A professora Nora Krawkczyk, docente da FE e organizadora do evento, contou que esse ciclo integra uma série sobre o ensino médio que vem sendo organizada pela FE ao longo do ano. “Neste caso específico, discutiremos a base nacional comum do currículo para o ensino básico no Brasil. É um tema que está na berlinda, porque ainda há muitas perguntas e muitas controvérsias, entre elas quem vai decidir o que vai ser essa base nacional e por que o Brasil precisa de uma base nacional de currículo, se já tem diretrizes nacionais?”, situou.

Nora afirmou que muitos elementos ainda não estão claros e que o MEC começou a trabalhar numa proposta que vai estabelecer os desafios, “porque esta é uma questão que atinge toda a sociedade. Estamos refletindo acerca do que precisa saber o nosso jovem e nossas crianças quando saírem da escola”, contextualizou.

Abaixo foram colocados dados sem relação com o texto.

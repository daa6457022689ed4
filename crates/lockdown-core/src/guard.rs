//! Lifecycle guard.
//!
//! Second line of defence behind the exclusive foreground lock. The lock is
//! not always obtainable (old platform, missing privilege, device policy), so
//! whenever the app is about to leave the foreground while active, the guard
//! asks for it to be brought straight back.
//!
//! The guard only decides. It returns a [`GuardAction`] for the controller to
//! execute against its adapter.

use crate::ActivationState;

/// Host notification that the app is about to lose the foreground.
#[derive(Debug, Clone, Copy, PartialEq, Eq, Hash)]
pub enum LifecycleSignal {
    /// The app is being paused.
    Paused,
    /// The user initiated leaving the app (home, recents).
    UserLeaving,
}

impl LifecycleSignal {
    /// Whether the signal means the app is about to lose the foreground.
    pub fn is_foreground_loss(self) -> bool {
        match self {
            Self::Paused | Self::UserLeaving => true,
        }
    }
}

/// Work the guard asks the controller to perform.
#[derive(Debug, Clone, Copy, PartialEq, Eq)]
pub enum GuardAction {
    /// Bring the existing app instance back to the front.
    RequestForeground,
}

/// Decides whether a lifecycle signal needs a re-foreground request.
#[derive(Debug, Clone, Copy, Default)]
pub struct LifecycleGuard;

impl LifecycleGuard {
    /// React to a lifecycle signal under the given state.
    ///
    /// Returns at most one action per signal.
    pub fn on_signal(signal: LifecycleSignal, state: ActivationState) -> Option<GuardAction> {
        (state.is_active() && signal.is_foreground_loss()).then_some(GuardAction::RequestForeground)
    }
}

#[cfg(test)]
mod tests {
    use super::*;

    #[test]
    fn active_pause_requests_foreground() {
        assert_eq!(
            LifecycleGuard::on_signal(LifecycleSignal::Paused, ActivationState::Active),
            Some(GuardAction::RequestForeground)
        );
        assert_eq!(
            LifecycleGuard::on_signal(LifecycleSignal::UserLeaving, ActivationState::Active),
            Some(GuardAction::RequestForeground)
        );
    }

    #[test]
    fn inactive_signals_do_nothing() {
        assert_eq!(LifecycleGuard::on_signal(LifecycleSignal::Paused, ActivationState::Inactive), None);
        assert_eq!(
            LifecycleGuard::on_signal(LifecycleSignal::UserLeaving, ActivationState::Inactive),
            None
        );
    }
}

Para a pesquisadora Dirce Zan, também organizadora do evento, é fundamental discutir vários pontos, pois o ensino médio é um dos níveis sobre o qual menos se produziu e menos foi investido em termos de reflexões. “Merecia mais pesquisas, até mesmo porque agora o Brasil vive uma política de expansão de vagas no ensino médio. Este é um movimento do ano 2000 para cá”, recordou.

De acordo com ela, a FE da Unicamp tem debatido esse tema há alguns anos e tem pesquisadores que se dedicam ao ensino médio hoje. “A educação infantil e as séries iniciais eram o nosso grande desafio em termos de educação nas décadas de 1980 e 1990. Agora essas crianças que entraram estão chegando ao ensino médio. Temos uma enorme demanda e precisamos saber o que ofereceremos a esses jovens.”

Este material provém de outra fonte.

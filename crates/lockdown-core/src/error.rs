//! Error types for command-channel delivery.
//!
//! These describe a call that never reached the controller. Failures of the
//! restriction itself are not errors; see [`crate::AdapterResult`].

use thiserror::Error;

/// A method call that could not be decoded into a [`crate::Command`].
#[derive(Error, Debug, Clone, PartialEq, Eq)]
pub enum CommandError {
    /// No command with this method name.
    #[error("method not implemented: {method}")]
    NotImplemented {
        /// Method name the caller used
        method: String,
    },

    /// The method exists but its argument has the wrong shape.
    #[error("invalid argument for {method}: expected {expected}")]
    InvalidArgument {
        /// Method name the caller used
        method: String,
        /// Description of the expected argument
        expected: &'static str,
    },
}

impl CommandError {
    /// Method name of the rejected call.
    pub fn method(&self) -> &str {
        match self {
            Self::NotImplemented { method } | Self::InvalidArgument { method, .. } => method,
        }
    }
}

#[cfg(test)]
mod tests {
    use super::*;

    #[test]
    fn display_names_the_method() {
        let err = CommandError::NotImplemented { method: "reboot".to_string() };
        assert_eq!(err.to_string(), "method not implemented: reboot");
        assert_eq!(err.method(), "reboot");
    }
}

Na opinião de Nora, as diretrizes nacionais já dão um norte para o país. “Foram muitas mudanças nos últimos anos antes das diretrizes. Tivemos os Parâmetros Nacionais Curriculares (PCNs), depois as diretrizes e agora estamos discutindo as bases, que é uma decisão que aparece na LDB. Não é uma decisão do MEC. Precisa ser cumprida. Mas traz riscos. Pode se transformar em caderno ou apostila sobre o que ensinar na escola. Temos que apostar na capacidade do docente e nas condições dele poder criar. Não temos que amordaçá-lo com bases fechadas, diretivas”, acentuou.